It's Never Too Late
Barbara Rager has been struggling with vision issues since she can remember, but it hasn't stopped her from living a long, full life.
"I got my first glasses when I was 5 or 6. That was about 82 years ago. They were heavy, thick things. My Mom thought kids would make fun of me, but no one did. At least not until I was teaching first grade and a little boy in my class called me four-eyes!" Barbara laughed.
Her story is compelling. She has been part of the dramatic growth of the optometry profession since the early 1940s and has never been afraid of trying the latest product or technique. She was fitted for some of the first contact lenses (developed for football players). They had a plunger to put them in the eye and take them out, as well as a canal for liquid to protect the eye.

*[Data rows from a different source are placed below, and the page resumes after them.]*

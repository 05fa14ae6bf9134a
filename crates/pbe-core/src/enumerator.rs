//! Bottom-up, iterative-deepening enumeration over a [`SearchSpace`].

use std::rc::Rc;
use std::sync::Arc;
use std::sync::atomic::{AtomicBool, Ordering};

use smallvec::SmallVec;

use crate::arena::{ExprArena, ExprId};
use crate::equivalence::EquivalenceManager;
use crate::example::ExampleSet;
use crate::grammar::SearchSpace;
use crate::operator::Operator;
use crate::value::Value;

/// Cooperative cancellation flag a strategy can set from outside the enumeration loop (there
/// is no concurrency here -- it is polled at candidate boundaries, e.g. from a signal handler
/// installed by the CLI before starting search).
#[derive(Debug, Default, Clone)]
pub struct CancelToken(Arc<AtomicBool>);

impl CancelToken {
    #[must_use]
    pub fn new() -> Self {
        Self::default()
    }

    pub fn cancel(&self) {
        self.0.store(true, Ordering::SeqCst);
    }

    #[must_use]
    pub fn is_cancelled(&self) -> bool {
        self.0.load(Ordering::SeqCst)
    }
}

/// Produces every candidate expression over `grammar`, in order of non-decreasing height, up
/// to `max_height`, skipping anything observationally equivalent to an earlier candidate.
///
/// Not an `Iterator` in the std sense: yielding requires mutable access to the arena that owns
/// the node just produced, and threading that arena through `Iterator::next` without interior
/// mutability would fight the borrow checker for no benefit, since the sole consumer is the
/// strategy layer's own driving loop. [`Self::run`] instead takes a visitor closure, matching
/// how the reference design treats `enumerate` as a generator driven to exhaustion or early
/// return by its single caller.
pub struct Enumerator<'a> {
    grammar: &'a SearchSpace,
    max_height: u32,
    current_height: u32,
    program_counter: u64,
    cancel: CancelToken,
}

impl<'a> Enumerator<'a> {
    #[must_use]
    pub fn new(grammar: &'a SearchSpace, max_height: u32) -> Self {
        Self { grammar, max_height, current_height: 0, program_counter: 0, cancel: CancelToken::new() }
    }

    #[must_use]
    pub fn with_cancel_token(mut self, cancel: CancelToken) -> Self {
        self.cancel = cancel;
        self
    }

    #[must_use]
    pub fn current_height(&self) -> u32 {
        self.current_height
    }

    #[must_use]
    pub fn program_counter(&self) -> u64 {
        self.program_counter
    }

    /// Drives enumeration to completion (or to cancellation), calling `visit` for every
    /// accepted candidate. `visit` returns `true` to keep going, `false` to stop early -- the
    /// strategy layer uses this for strategies that only need the first match.
    pub fn run(
        &mut self,
        arena: &mut ExprArena,
        examples: &ExampleSet,
        mut visit: impl FnMut(&mut Self, &mut ExprArena, ExprId) -> bool,
    ) {
        let mut equivalence = EquivalenceManager::new();

        for op in self.grammar.terminals() {
            if self.cancel.is_cancelled() {
                return;
            }
            let id = self.build_terminal(arena, op, examples);
            if self.accept(arena, &mut equivalence, id) && !visit(self, arena, id) {
                return;
            }
        }
        equivalence.advance_height();

        for height in 1..=self.max_height {
            self.current_height = height;
            for (arity, operators) in self.grammar.functions() {
                for op in operators {
                    if self.cancel.is_cancelled() {
                        return;
                    }
                    let last = equivalence.last_height_programs().to_vec();
                    let prev = equivalence.previous_height_programs();
                    for children in child_tuples(arity, &last, &prev) {
                        if self.cancel.is_cancelled() {
                            return;
                        }
                        self.program_counter += 1;
                        let Some(id) = self.build_nonterminal(arena, Rc::clone(op), &children, examples, height)
                        else {
                            continue;
                        };
                        if self.accept(arena, &mut equivalence, id) && !visit(self, arena, id) {
                            return;
                        }
                    }
                }
            }
            equivalence.advance_height();
        }
    }

    fn accept(&self, arena: &ExprArena, equivalence: &mut EquivalenceManager, id: ExprId) -> bool {
        let values = arena.get(id).values();
        if equivalence.is_equivalent(values) {
            return false;
        }
        equivalence.intern(values.to_vec(), id);
        true
    }

    fn build_terminal(&mut self, arena: &mut ExprArena, op: &Rc<Operator>, examples: &ExampleSet) -> ExprId {
        let values = examples
            .assignments()
            .iter()
            .map(|a| op.eval(&[], a).expect("terminal evaluation is infallible"))
            .collect();
        arena.push(crate::expression::Expression::new_terminal(Rc::clone(op), values))
    }

    fn build_nonterminal(
        &mut self,
        arena: &mut ExprArena,
        op: Rc<Operator>,
        children: &[ExprId],
        examples: &ExampleSet,
        height: u32,
    ) -> Option<ExprId> {
        let mut values = Vec::with_capacity(examples.len());
        for (i, assignment) in examples.assignments().iter().enumerate() {
            let child_values: Vec<Value> = children.iter().map(|&c| arena.get(c).value_at(i).clone()).collect();
            match op.eval(&child_values, assignment) {
                Ok(v) => values.push(v),
                Err(_recoverable) => return None,
            }
        }
        let children: SmallVec<[ExprId; 5]> = children.iter().copied().collect();
        Some(arena.push(crate::expression::Expression::new(op, children, values, height)))
    }
}

/// Generates every children-tuple of length `arity` that contains at least one element from
/// `last`, with the remaining positions drawn from the Cartesian product of `prev`. Iterates
/// position `i` ascending, then `last` ascending, then the product over `prev` in lexicographic
/// order, matching the deterministic ordering required for reproducible output.
fn child_tuples(arity: usize, last: &[ExprId], prev: &[ExprId]) -> Vec<Vec<ExprId>> {
    let mut out = Vec::new();
    for i in 0..arity {
        for &pivot in last {
            for combo in cartesian_power(prev, arity - 1) {
                let mut tuple = Vec::with_capacity(arity);
                tuple.extend_from_slice(&combo[..i]);
                tuple.push(pivot);
                tuple.extend_from_slice(&combo[i..]);
                out.push(tuple);
            }
        }
    }
    out
}

/// The Cartesian product of `items` with itself `power` times, in lexicographic order (the
/// last factor varies fastest), as repeated by the reference enumerator's own
/// `itertools.product(prev, repeat=arity-1)` call.
fn cartesian_power(items: &[ExprId], power: usize) -> Vec<Vec<ExprId>> {
    if power == 0 {
        return vec![Vec::new()];
    }
    let mut out = vec![Vec::new()];
    for _ in 0..power {
        let mut next = Vec::with_capacity(out.len() * items.len().max(1));
        for prefix in &out {
            for &item in items {
                let mut extended = prefix.clone();
                extended.push(item);
                next.push(extended);
            }
        }
        out = next;
    }
    out
}

#[cfg(test)]
mod tests {
    use super::*;
    use indexmap::IndexMap;

    fn examples_xyz() -> ExampleSet {
        let mut set = ExampleSet::new();
        let rows = [(1_i64, 2_i64, 3_i64, 6_i64), (2, 4, 5, 11), (11, 22, 3, 36)];
        for (x, y, z, out) in rows {
            let mut a = IndexMap::new();
            a.insert("x".to_owned(), Value::from(x));
            a.insert("y".to_owned(), Value::from(y));
            a.insert("z".to_owned(), Value::from(z));
            set.push(a, Value::from(out));
        }
        set
    }

    #[test]
    fn enumerates_terminals_before_taller_programs() {
        let mut grammar = SearchSpace::new();
        grammar.add_variables(["x", "y", "z"]);
        grammar.add_function(Operator::add());
        let examples = examples_xyz();
        let mut arena = ExprArena::new();
        let mut heights = Vec::new();
        Enumerator::new(&grammar, 2).run(&mut arena, &examples, |_enumerator, arena, id| {
            heights.push(arena.get(id).height());
            true
        });
        assert!(heights.windows(2).all(|w| w[0] <= w[1]), "heights must be non-decreasing: {heights:?}");
    }

    #[test]
    fn finds_sum_of_three_variables() {
        let mut grammar = SearchSpace::new();
        grammar.add_variables(["x", "y", "z"]);
        grammar.add_function(Operator::add());
        let examples = examples_xyz();
        let mut arena = ExprArena::new();
        let mut found = None;
        Enumerator::new(&grammar, 3).run(&mut arena, &examples, |_enumerator, arena, id| {
            if arena.get(id).values() == examples.expected() {
                found = Some(id);
                false
            } else {
                true
            }
        });
        let id = found.expect("x + y + z is within height 3");
        assert_eq!(arena.get(id).render(&arena), "((x + y) + z)");
    }

    #[test]
    fn prunes_commutative_duplicate() {
        let mut grammar = SearchSpace::new();
        grammar.add_variables(["x", "y"]);
        grammar.add_function(Operator::add());
        let mut set = ExampleSet::new();
        for (x, y) in [(1_i64, 2_i64), (3, 4)] {
            let mut a = IndexMap::new();
            a.insert("x".to_owned(), Value::from(x));
            a.insert("y".to_owned(), Value::from(y));
            set.push(a, Value::from(x + y));
        }
        let mut arena = ExprArena::new();
        let mut renders = Vec::new();
        Enumerator::new(&grammar, 2).run(&mut arena, &set, |_enumerator, arena, id| {
            if arena.get(id).height() == 1 {
                renders.push(arena.get(id).render(arena));
            }
            true
        });
        assert!(renders.contains(&"(x + y)".to_owned()));
        assert!(!renders.contains(&"(y + x)".to_owned()));
    }
}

She's had hard and soft lenses, multiple eye surgeries, and now receives shots every 8-10 weeks for macular degeneration. She has dealt with severe myopia and glaucoma, but instead of being bitter, she remains positive.
When Barbara's daughter, Christa, suggested she make her holiday charitable donation to Bosma, neither realized how life-changing it would be. Christa called Louise Jones at Bosma's Visionary Opportunities Foundation, and soon the conversation turned to Barbara's vision issues. "When Louise said we (Bosma) can help, I was amazed. I had no idea Bosma could help someone like my Mom," Christa explained.
Bosma’s Community-Based, In-Home Services introduced devices Barbara was eager to try. "They observe you in your home, assess your needs, and then provide you with the tools to help you and your situation,” Barbara said.
"They brought me a reading label wand that tells me the color of the clothes in my closet, the name of the pills I'm taking, even the ingredients in my pantry! They gave me two kinds of sunglasses, a floor and table lamp with color correction, a special tablet and markers - all kinds of tools. Everyone I've encountered is so helpful and joyful," Barbara said.
"Mom is from a generation that doesn't ask for help. She wants to remain as independent as possible, and Bosma has made that possible. We're so thankful we found them," Christa said.